My Take: It’s Time for a Fresh Start on U.S. Health Reform

By July 24, 2017March 1st, 20237 Comments

It appears Republican Senators are still trying to resolve their differences about the path forward for their Better Care Reconciliation Act: some think it doesn’t go far enough in repealing the Affordable Care Act and others think its Medicaid cuts will hurt their states. Speaker McConnell is expected to schedule a vote this week to Repeal the ACA, replacing it in two years with something else.

And Democrats in the Senate have vowed to cooperate with their GOP counterparts but only IF Repeal is off the table and their pre-conditions are met.

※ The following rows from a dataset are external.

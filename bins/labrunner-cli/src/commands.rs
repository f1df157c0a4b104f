// Command implementations for the labrunner CLI

use anyhow::{bail, Context, Result};
use labrunner_common::config::{EngineConfig, SandboxConfig};
use labrunner_engine::build_context;
use labrunner_engine::sandbox::{RunMode, SandboxManager};
use labrunner_engine::{Executor, ModuleCatalog};
use std::fs;
use std::path::{Path, PathBuf};

fn read_submission(file: &Path) -> Result<String> {
    let code = fs::read_to_string(file)
        .with_context(|| format!("Failed to read submission {}", file.display()))?;
    if code.trim().is_empty() {
        bail!("Submission {} is empty", file.display());
    }
    Ok(code)
}

fn exercise_dir(engine: &EngineConfig, module_id: &str) -> Result<PathBuf> {
    ModuleCatalog::new(engine.modules_path.clone())
        .resolve_exercise_path(module_id)
        .with_context(|| {
            format!(
                "Module '{}' not found under {}",
                module_id,
                engine.modules_path.display()
            )
        })
}

async fn executor(engine: EngineConfig, mut sandbox: SandboxConfig, no_docker: bool) -> Executor {
    if no_docker {
        sandbox.enabled = false;
    }
    Executor::initialize(sandbox, engine).await
}

pub async fn run_submission(
    engine: EngineConfig,
    sandbox: SandboxConfig,
    module_id: &str,
    file: &Path,
    no_docker: bool,
) -> Result<()> {
    let code = read_submission(file)?;
    let executor = executor(engine, sandbox, no_docker).await;
    eprintln!("🚀 Running {} via {} strategy", module_id, executor.strategy_name());

    let result = executor.run_code(module_id, &code).await;
    println!("{}", serde_json::to_string_pretty(&result)?);

    if result.success {
        eprintln!("✅ {} ({} ms)", result.message, result.execution_time_ms);
    } else {
        eprintln!("❌ {}", result.message);
    }
    Ok(())
}

pub async fn test_submission(
    engine: EngineConfig,
    sandbox: SandboxConfig,
    module_id: &str,
    file: &Path,
    no_docker: bool,
) -> Result<()> {
    let code = read_submission(file)?;
    let executor = executor(engine, sandbox, no_docker).await;
    eprintln!("🧪 Testing {} via {} strategy", module_id, executor.strategy_name());

    let suite = executor.run_tests(module_id, &code).await;
    println!("{}", serde_json::to_string_pretty(&suite)?);

    eprintln!(
        "\n📊 {}/{} passed, {} failed ({} ms)",
        suite.passed_tests, suite.total_tests, suite.failed_tests, suite.execution_time_ms
    );
    for result in suite.results.iter().filter(|r| !r.passed) {
        eprintln!("  ❌ {}", result.name);
    }
    Ok(())
}

/// Write the deterministic build archive for `module_id` to `output`.
pub fn write_context(engine: &EngineConfig, module_id: &str, output: &Path) -> Result<()> {
    let exercise = exercise_dir(engine, module_id)?;
    let context = build_context::assemble(&exercise, &engine.recipe_path)
        .with_context(|| format!("Failed to assemble build context for {}", module_id))?;

    fs::write(output, &context.archive)
        .with_context(|| format!("Failed to write {}", output.display()))?;

    println!("📦 Build context for {}:", module_id);
    for entry in &context.entries {
        println!("  {}", entry);
    }
    println!(
        "\n✅ Wrote {} entries ({} bytes) to {}",
        context.entries.len(),
        context.archive.len(),
        output.display()
    );
    Ok(())
}

pub async fn build_image(
    engine: EngineConfig,
    sandbox: SandboxConfig,
    module_id: &str,
    test: bool,
) -> Result<()> {
    let exercise = exercise_dir(&engine, module_id)?;
    let manager = SandboxManager::connect(sandbox, &engine)
        .await
        .context("Failed to connect to Docker")?;

    let mode = if test { RunMode::Test } else { RunMode::Run };
    let tag = SandboxManager::image_tag(module_id, mode);

    println!("🔨 Building {}...", tag);
    manager
        .build_image(&exercise, &tag)
        .await
        .with_context(|| format!("Failed to build {}", tag))?;
    println!("✅ Image {} ready", tag);
    Ok(())
}

pub fn list_modules(engine: &EngineConfig) -> Result<()> {
    let modules = ModuleCatalog::new(engine.modules_path.clone()).list_modules()?;

    if modules.is_empty() {
        println!("No modules found under {}.", engine.modules_path.display());
        return Ok(());
    }

    println!("📋 Modules:\n");
    println!("{:<12} {:<40} {:<14} {:<10}", "ID", "TITLE", "DIFFICULTY", "TYPE");
    println!("{}", "─".repeat(80));
    for module in &modules {
        let kind = if engine.is_function_module(&module.id) {
            "function"
        } else {
            "server"
        };
        println!(
            "{:<12} {:<40} {:<14} {:<10}",
            module.id, module.title, module.difficulty, kind
        );
    }
    println!("\n✅ Total: {} module(s)", modules.len());
    Ok(())
}

#[cfg(test)]
mod tests {
    use super::*;
    use tempfile::TempDir;

    fn engine_with_module(root: &Path) -> EngineConfig {
        let exercise = root.join("modules/module-2/exercise");
        fs::create_dir_all(&exercise).unwrap();
        fs::write(exercise.join("package.json"), "{}").unwrap();
        fs::write(exercise.join("test.js"), "describe()").unwrap();
        let recipe = root.join("Dockerfile.module-runner");
        fs::write(&recipe, "FROM node:20-alpine\n").unwrap();

        EngineConfig {
            modules_path: root.join("modules"),
            recipe_path: recipe,
            ..EngineConfig::default()
        }
    }

    #[test]
    fn test_write_context() {
        let root = TempDir::new().unwrap();
        let engine = engine_with_module(root.path());
        let output = root.path().join("out.tar");

        write_context(&engine, "module-2", &output).unwrap();

        let written = fs::read(&output).unwrap();
        let expected = build_context::assemble(
            &root.path().join("modules/module-2/exercise"),
            &engine.recipe_path,
        )
        .unwrap();
        assert_eq!(written, expected.archive);
    }

    #[test]
    fn test_write_context_unknown_module() {
        let root = TempDir::new().unwrap();
        let engine = engine_with_module(root.path());
        let err = write_context(&engine, "module-9", &root.path().join("x.tar")).unwrap_err();
        assert!(err.to_string().contains("not found"));
    }

    #[test]
    fn test_empty_submission_rejected() {
        let root = TempDir::new().unwrap();
        let file = root.path().join("empty.js");
        fs::write(&file, "   \n").unwrap();
        assert!(read_submission(&file).is_err());
    }
}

Partisan bickering about healthcare is not new. For the past 70 years, Democratic administrations have advanced reforms aimed at expanded coverage and Republican have sought to limit the federal government’s role. And in each episode, trade groups representing doctors, nurses, hospitals, drug companies and health insurers have sought to influence the outcome.

In the Truman administration (1945-1953), two efforts to pass universal coverage, assailed as “socialized medicine” by the American Medical Association and Republicans, failed. But it succeeded in passing with the Hospital Survey and Construction Act of 1946 (commonly known as the Hill-Burton Act) which led to hospital construction in every community. 

In the Eisenhower administration (1953-1961), Republican healthcare reforms were limited; modernization of military medicine (1956) was the major accomplishment of Gen. Eisenhower.

In the Kennedy administration (1961-1963), Democrats supported the legislative foundation for the Medicare program against fierce opposition of the AMA, Republicans and Blue Dog Democrats.

In the Johnson administration (1963-1969), with a super-majority of Democrats in both houses of Congress, the Great Society program marking the start of Medicare and Medicaid programs passed July 30, 1965.

In the Nixon administration (1969-1974), the National Health Insurance Standard Act, which mandated employer insurance coverage, failed (1971) but the Health Maintenance Organization Act of 1973 passed which laid the ground work for managed care. But it competed against fierce opposition from Sen. Edward M. Kennedy’s Health Security Act, which called for a single federal payer that would provide comprehensive health coverage for all Americans.

In the Ford administration (1974-1977), Republicans focused their attention on recovery from Watergate, “our long national nightmare”. Their only major legislative accomplishment was passage of National Health Planning and Resources Development Act of 1974 which reduced duplication of healthcare facilities via Certificate of Need procedures in each state. Although the CON mandate was repealed in 1986, 36 states and the District of Columbia still operate CON programs today.

In the Carter administration (1977-1981), healthcare took a backseat to the deep recession, though candidate Carter had campaigned for universal coverage.

In the Reagan administration (1981-1989), legislation passed that reduced Medicare costs spending by changing its reimbursement methodologies and the addition of aggressive anti-fraud measures. But in a departure from Republican dogma against expansion of government health programs, it also passed the Medicare Catastrophic Coverage Act of 1988 which expanded Medicare coverage for outpatient drugs and long-term care funded entirely by Medicare beneficiaries’ premiums and a surtax on wealthier beneficiaries.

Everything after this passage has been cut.